## WORK ITEM
Each record beneath this line is to be copied exactly.

Top of DATA

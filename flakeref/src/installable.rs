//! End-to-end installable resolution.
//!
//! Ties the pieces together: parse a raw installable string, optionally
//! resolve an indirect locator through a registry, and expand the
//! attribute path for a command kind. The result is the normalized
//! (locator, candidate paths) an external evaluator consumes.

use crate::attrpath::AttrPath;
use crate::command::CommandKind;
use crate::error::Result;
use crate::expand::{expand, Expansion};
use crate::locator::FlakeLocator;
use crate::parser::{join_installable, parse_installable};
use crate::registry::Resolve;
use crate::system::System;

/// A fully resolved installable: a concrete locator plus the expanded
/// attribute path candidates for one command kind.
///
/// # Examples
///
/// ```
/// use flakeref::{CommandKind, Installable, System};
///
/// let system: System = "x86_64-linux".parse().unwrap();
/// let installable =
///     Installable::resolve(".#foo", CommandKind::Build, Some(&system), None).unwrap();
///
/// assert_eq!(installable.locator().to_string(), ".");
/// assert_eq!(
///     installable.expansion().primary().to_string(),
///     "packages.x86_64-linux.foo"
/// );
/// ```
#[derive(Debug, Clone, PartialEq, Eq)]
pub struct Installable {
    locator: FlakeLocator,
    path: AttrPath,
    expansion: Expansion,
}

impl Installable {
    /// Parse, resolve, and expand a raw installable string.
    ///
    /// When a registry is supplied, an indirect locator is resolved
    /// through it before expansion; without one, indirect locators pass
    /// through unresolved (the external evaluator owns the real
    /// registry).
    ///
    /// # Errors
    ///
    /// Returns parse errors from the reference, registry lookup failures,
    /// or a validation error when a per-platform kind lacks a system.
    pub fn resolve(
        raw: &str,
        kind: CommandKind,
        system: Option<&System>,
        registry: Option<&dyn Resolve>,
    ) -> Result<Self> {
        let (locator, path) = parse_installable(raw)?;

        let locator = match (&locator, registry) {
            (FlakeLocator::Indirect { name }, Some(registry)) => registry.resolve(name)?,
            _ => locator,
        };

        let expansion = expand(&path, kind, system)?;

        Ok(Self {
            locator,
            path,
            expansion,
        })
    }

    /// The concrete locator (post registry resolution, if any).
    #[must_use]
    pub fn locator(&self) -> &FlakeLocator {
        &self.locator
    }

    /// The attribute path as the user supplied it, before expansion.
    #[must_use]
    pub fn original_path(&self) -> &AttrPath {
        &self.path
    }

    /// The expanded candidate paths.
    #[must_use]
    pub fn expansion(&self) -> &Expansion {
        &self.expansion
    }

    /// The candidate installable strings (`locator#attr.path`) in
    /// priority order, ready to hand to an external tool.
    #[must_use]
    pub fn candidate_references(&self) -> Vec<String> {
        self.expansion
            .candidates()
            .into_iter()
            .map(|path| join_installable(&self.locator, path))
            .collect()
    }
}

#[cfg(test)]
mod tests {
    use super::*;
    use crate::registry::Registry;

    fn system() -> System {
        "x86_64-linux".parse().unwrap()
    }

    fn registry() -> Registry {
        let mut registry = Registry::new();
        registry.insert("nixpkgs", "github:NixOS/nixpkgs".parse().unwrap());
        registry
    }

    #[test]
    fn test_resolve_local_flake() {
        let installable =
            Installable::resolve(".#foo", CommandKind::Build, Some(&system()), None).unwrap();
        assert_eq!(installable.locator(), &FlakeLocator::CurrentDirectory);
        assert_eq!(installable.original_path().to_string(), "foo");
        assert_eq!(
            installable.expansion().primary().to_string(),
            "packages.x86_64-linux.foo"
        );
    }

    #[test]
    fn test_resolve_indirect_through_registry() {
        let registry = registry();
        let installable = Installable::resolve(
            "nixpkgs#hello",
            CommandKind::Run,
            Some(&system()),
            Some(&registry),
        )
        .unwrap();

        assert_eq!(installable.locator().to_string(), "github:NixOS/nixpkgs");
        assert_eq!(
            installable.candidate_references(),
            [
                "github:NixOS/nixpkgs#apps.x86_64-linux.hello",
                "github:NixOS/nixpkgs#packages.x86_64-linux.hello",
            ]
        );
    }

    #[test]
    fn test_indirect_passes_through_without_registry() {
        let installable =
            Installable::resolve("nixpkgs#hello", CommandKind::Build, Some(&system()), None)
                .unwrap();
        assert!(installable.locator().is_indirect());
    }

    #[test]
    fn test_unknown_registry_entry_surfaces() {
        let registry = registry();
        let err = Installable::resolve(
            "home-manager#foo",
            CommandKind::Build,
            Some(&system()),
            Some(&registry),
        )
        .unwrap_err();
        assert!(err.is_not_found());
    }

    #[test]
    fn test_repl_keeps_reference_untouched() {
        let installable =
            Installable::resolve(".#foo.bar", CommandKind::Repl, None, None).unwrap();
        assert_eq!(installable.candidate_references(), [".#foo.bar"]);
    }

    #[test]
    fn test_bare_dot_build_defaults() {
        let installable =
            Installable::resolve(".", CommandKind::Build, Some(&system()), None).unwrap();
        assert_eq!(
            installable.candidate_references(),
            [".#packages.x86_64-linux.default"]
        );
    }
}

Bottom of DATA

## SOLUTION FOR THIS TASK
filename flakeref/src/installable.rs
//! End-to-end installable resolution.
//!
//! Ties the pieces together: parse a raw installable string, optionally
//! resolve an indirect locator through a registry, and expand the
//! attribute path for a command kind. The result is the normalized
//! (locator, candidate paths) an external evaluator consumes.

use crate::attrpath::AttrPath;
use crate::command::CommandKind;
use crate::error::Result;
use crate::expand::{expand, Expansion};
use crate::locator::FlakeLocator;
use crate::parser::{join_installable, parse_installable};
use crate::registry::Resolve;
use crate::system::System;

/// A fully resolved installable: a concrete locator plus the expanded
/// attribute path candidates for one command kind.
///
/// # Examples
///
/// ```
/// use flakeref::{CommandKind, Installable, System};
///
/// let system: System = "x86_64-linux".parse().unwrap();
/// let installable =
///     Installable::resolve(".#foo", CommandKind::Build, Some(&system), None).unwrap();
///
/// assert_eq!(installable.locator().to_string(), ".");
/// assert_eq!(
///     installable.expansion().primary().to_string(),
///     "packages.x86_64-linux.foo"
/// );
/// ```
#[derive(Debug, Clone, PartialEq, Eq)]
pub struct Installable {
    locator: FlakeLocator,
    path: AttrPath,
    expansion: Expansion,
}

impl Installable {
    /// Parse, resolve, and expand a raw installable string.
    ///
    /// When a registry is supplied, an indirect locator is resolved
    /// through it before expansion; without one, indirect locators pass
    /// through unresolved (the external evaluator owns the real
    /// registry).
    ///
    /// # Errors
    ///
    /// Returns parse errors from the reference, registry lookup failures,
    /// or a validation error when a per-platform kind lacks a system.
    pub fn resolve(
        raw: &str,
        kind: CommandKind,
        system: Option<&System>,
        registry: Option<&dyn Resolve>,
    ) -> Result<Self> {
        let (locator, path) = parse_installable(raw)?;

        let locator = match (&locator, registry) {
            (FlakeLocator::Indirect { name }, Some(registry)) => registry.resolve(name)?,
            _ => locator,
        };

        let expansion = expand(&path, kind, system)?;

        Ok(Self {
            locator,
            path,
            expansion,
        })
    }

    /// The concrete locator (post registry resolution, if any).
    #[must_use]
    pub fn locator(&self) -> &FlakeLocator {
        &self.locator
    }

    /// The attribute path as the user supplied it, before expansion.
    #[must_use]
    pub fn original_path(&self) -> &AttrPath {
        &self.path
    }

    /// The expanded candidate paths.
    #[must_use]
    pub fn expansion(&self) -> &Expansion {
        &self.expansion
    }

    /// The candidate installable strings (`locator#attr.path`) in
    /// priority order, ready to hand to an external tool.
    #[must_use]
    pub fn candidate_references(&self) -> Vec<String> {
        self.expansion
            .candidates()
            .into_iter()
            .map(|path| join_installable(&self.locator, path))
            .collect()
    }
}

#[cfg(test)]
mod tests {
    use super::*;
    use crate::registry::Registry;

    fn system() -> System {
        "x86_64-linux".parse().unwrap()
    }

    fn registry() -> Registry {
        let mut registry = Registry::new();
        registry.insert("nixpkgs", "github:NixOS/nixpkgs".parse().unwrap());
        registry
    }

    #[test]
    fn test_resolve_local_flake() {
        let installable =
            Installable::resolve(".#foo", CommandKind::Build, Some(&system()), None).unwrap();
        assert_eq!(installable.locator(), &FlakeLocator::CurrentDirectory);
        assert_eq!(installable.original_path().to_string(), "foo");
        assert_eq!(
            installable.expansion().primary().to_string(),
            "packages.x86_64-linux.foo"
        );
    }

    #[test]
    fn test_resolve_indirect_through_registry() {
        let registry = registry();
        let installable = Installable::resolve(
            "nixpkgs#hello",
            CommandKind::Run,
            Some(&system()),
            Some(&registry),
        )
        .unwrap();

        assert_eq!(installable.locator().to_string(), "github:NixOS/nixpkgs");
        assert_eq!(
            installable.candidate_references(),
            [
                "github:NixOS/nixpkgs#apps.x86_64-linux.hello",
                "github:NixOS/nixpkgs#packages.x86_64-linux.hello",
            ]
        );
    }

    #[test]
    fn test_indirect_passes_through_without_registry() {
        let installable =
            Installable::resolve("nixpkgs#hello", CommandKind::Build, Some(&system()), None)
                .unwrap();
        assert!(installable.locator().is_indirect());
    }

    #[test]
    fn test_unknown_registry_entry_surfaces() {
        let registry = registry();
        let err = Installable::resolve(
            "home-manager#foo",
            CommandKind::Build,
            Some(&system()),
            Some(&registry),
        )
        .unwrap_err();
        assert!(err.is_not_found());
    }

    #[test]
    fn test_repl_keeps_reference_untouched() {
        let installable =
            Installable::resolve(".#foo.bar", CommandKind::Repl, None, None).unwrap();
        assert_eq!(installable.candidate_references(), [".#foo.bar"]);
    }

    #[test]
    fn test_bare_dot_build_defaults() {
        let installable =
            Installable::resolve(".", CommandKind::Build, Some(&system()), None).unwrap();
        assert_eq!(
            installable.candidate_references(),
            [".#packages.x86_64-linux.default"]
        );
    }
}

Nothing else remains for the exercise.